O que mais distingue a memória humana é a capacidade de ter uma autobiografia. Cada um de nós sabe em grande pormenor e lucidez quando nascemos, quem são os nossos pais ou os nossos amigos, quais são as nossas preferências, o que já fizemos na vida... Enfim, qual é a nossa história. Um chimpanzé ou um cão têm isso de forma limitada. Neles, a memória não possui a mesma riqueza de detalhes e abrangência. Essa diferença é amplificada pela linguagem, que é exclusivamente humana. A linguagem é também a capacidade de codificar as memórias não verbais numa forma verbal. Isso expande enormemente tudo o que o ser humano é capaz de memorizar.
De que maneira a memória influencia a criatividade e a inventividade?

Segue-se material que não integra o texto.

//! Repository change watching for Vigil
//!
//! This crate observes repository state on disk and reports which repository
//! changed, with:
//! - Git-directory resolution (worktree and submodule `gitdir:` files)
//! - Noise filtering (object writes, reflogs, fsmonitor sockets)
//! - Per-path trailing-edge debouncing
//!
//! Notifications are delivered on an unbounded channel as the path that was
//! originally passed to [`PathWatcher::add`].

pub mod debounce;
pub mod error;
pub mod filter;
pub mod resolve;

pub use debounce::Debouncer;
pub use error::{Result, WatchError};
pub use filter::{EventFilter, BUILTIN_NOISE};
pub use resolve::resolve_watch_target;

use notify::{Event, RecommendedWatcher, RecursiveMode, Watcher};
use parking_lot::Mutex;
use serde::{Deserialize, Serialize};
use std::collections::HashMap;
use std::path::{Path, PathBuf};
use std::sync::{Arc, Weak};
use std::time::Duration;
use tokio::sync::mpsc;
use tracing::{debug, info, trace, warn};

/// Watcher configuration (the `[watch]` table of the config file)
#[derive(Debug, Clone, PartialEq, Eq, Serialize, Deserialize)]
#[serde(default)]
pub struct WatchConfig {
    /// Watch repositories for changes
    pub enabled: bool,

    /// Quiet period before a burst of changes is reported
    pub debounce_ms: u64,

    /// Additional gitignore-style noise patterns, relative to the git dir
    pub ignore_patterns: Vec<String>,
}

impl Default for WatchConfig {
    fn default() -> Self {
        Self {
            enabled: true,
            debounce_ms: 300,
            ignore_patterns: Vec::new(),
        }
    }
}

impl WatchConfig {
    pub fn debounce(&self) -> Duration {
        Duration::from_millis(self.debounce_ms)
    }
}

type Entries = Mutex<HashMap<PathBuf, WatchEntry>>;

/// One observed path
struct WatchEntry {
    /// Directory actually handed to the OS watcher
    target: PathBuf,
    filter: EventFilter,
    /// Dropping the watcher releases the OS handle
    _watcher: RecommendedWatcher,
}

/// Watches a set of repository paths and reports debounced changes
///
/// Lock order: `entries` before the debouncer's timer table.
pub struct PathWatcher {
    config: WatchConfig,
    entries: Arc<Entries>,
    debouncer: Debouncer<PathBuf>,
}

impl PathWatcher {
    /// Create a watcher; must be called inside a tokio runtime.
    pub fn new(config: WatchConfig) -> Result<(Self, mpsc::UnboundedReceiver<PathBuf>)> {
        let (debouncer, changes) = Debouncer::new(config.debounce())?;
        let watcher = Self {
            config,
            entries: Arc::new(Mutex::new(HashMap::new())),
            debouncer,
        };
        Ok((watcher, changes))
    }

    /// Start observing every path in `paths`, returning how many were added.
    pub fn watch<I, P>(&self, paths: I) -> usize
    where
        I: IntoIterator<Item = P>,
        P: AsRef<Path>,
    {
        paths
            .into_iter()
            .filter(|path| self.add(path.as_ref()))
            .count()
    }

    /// Start observing `path`.
    ///
    /// Returns `false` if the path is already observed or could not be set
    /// up; setup failures are logged and leave the path unobserved.
    pub fn add(&self, path: &Path) -> bool {
        let key = path.to_path_buf();
        if self.entries.lock().contains_key(&key) {
            trace!(path = %path.display(), "already watching");
            return false;
        }

        let entry = match self.prepare(&key) {
            Ok(entry) => entry,
            Err(err) => {
                warn!(path = %path.display(), error = %err, "not watching path");
                return false;
            }
        };

        let mut entries = self.entries.lock();
        if entries.contains_key(&key) {
            // Lost a race with a concurrent add; release ours outside the lock
            drop(entries);
            drop(entry);
            return false;
        }

        info!(path = %path.display(), target = %entry.target.display(), "watching");
        entries.insert(key, entry);
        true
    }

    /// Stop observing `path`, returning whether it was observed.
    ///
    /// A pending debounce timer for the path is cancelled, so no further
    /// notification is emitted for it.
    pub fn remove(&self, path: &Path) -> bool {
        let removed = {
            let mut entries = self.entries.lock();
            let removed = entries.remove(path);
            if removed.is_some() {
                self.debouncer.cancel(&path.to_path_buf());
            }
            removed
        };

        match removed {
            Some(entry) => {
                debug!(path = %path.display(), "stopped watching");
                drop(entry);
                true
            }
            None => false,
        }
    }

    /// Stop observing everything. Safe to call more than once.
    pub fn close(&self) {
        let drained: Vec<WatchEntry> = {
            let mut entries = self.entries.lock();
            self.debouncer.cancel_all();
            entries.drain().map(|(_, entry)| entry).collect()
        };

        if !drained.is_empty() {
            debug!(count = drained.len(), "closing watchers");
        }
    }

    pub fn is_watching(&self, path: &Path) -> bool {
        self.entries.lock().contains_key(path)
    }

    /// Observed paths, sorted
    pub fn watched(&self) -> Vec<PathBuf> {
        let mut paths: Vec<PathBuf> = self.entries.lock().keys().cloned().collect();
        paths.sort();
        paths
    }

    /// Resolved directory being observed for `path`
    pub fn target(&self, path: &Path) -> Option<PathBuf> {
        self.entries.lock().get(path).map(|entry| entry.target.clone())
    }

    pub fn config(&self) -> &WatchConfig {
        &self.config
    }

    /// Resolve, build the filter and register the OS watch for `key`.
    fn prepare(&self, key: &Path) -> Result<WatchEntry> {
        let target = resolve_watch_target(key)?;
        let filter = EventFilter::new(&target, &self.config.ignore_patterns)?;

        let entries: Weak<Entries> = Arc::downgrade(&self.entries);
        let debouncer = self.debouncer.clone();
        let owner = key.to_path_buf();

        let mut watcher = notify::recommended_watcher(move |res: notify::Result<Event>| match res {
            Ok(event) => {
                if let Some(entries) = entries.upgrade() {
                    dispatch(&entries, &debouncer, &owner, &event);
                }
            }
            Err(err) => warn!(path = %owner.display(), error = %err, "watch error"),
        })
        .map_err(|source| WatchError::Notify {
            path: target.clone(),
            source,
        })?;

        watcher
            .watch(&target, RecursiveMode::Recursive)
            .map_err(|source| WatchError::Notify {
                path: target.clone(),
                source,
            })?;

        Ok(WatchEntry {
            target,
            filter,
            _watcher: watcher,
        })
    }
}

impl Drop for PathWatcher {
    fn drop(&mut self) {
        self.close();
    }
}

/// Route one native event for `key` into the debouncer.
///
/// Returns whether the event bumped the key's timer.
fn dispatch(entries: &Entries, debouncer: &Debouncer<PathBuf>, key: &Path, event: &Event) -> bool {
    let entries = entries.lock();
    let Some(entry) = entries.get(key) else {
        return false;
    };

    if !entry.filter.is_relevant(event) {
        trace!(path = %key.display(), kind = ?event.kind, "ignoring noise");
        return false;
    }

    debouncer.bump(key.to_path_buf());
    true
}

A grande força da criatividade é, evidentemente, a imaginação. E esta nada mais é que a manipulação de imagens, que podem ser visuais, auditivas, táteis ou olfativas. Essa manipulação depende não só das imagens que alguém capta em determinado momento, como daquelas guardadas no armazém de memórias. A imaginação, portanto, recupera informações que foram gravadas nos circuitos nervosos, onde, com a ajuda da emoção, foram organizadas de acordo com certas categorias. Um grande artista ou inventor é alguém que consegue usar a emoção para manipular essas imagens visuais, auditivas, táteis ou olfativas de forma extraordinariamente rica.
É curioso que algo considerado tão transcendente como a arte seja fruto de sinais elétricos e químicos transmitidos por células neurais. Os neurônios, organizados em circuitos, comunicam-se por meio de reações eletroquímicas. O padrão ou o desenho dos circuitos é o que permite a construção de todas as imagens. Isso vale tanto para o que se passa no mundo exterior – visões ou sons, por exemplo – como para imagens interiores, produzidas e transformadas por um estado emocional. São elas que constituem aquilo que chamamos de espírito humano.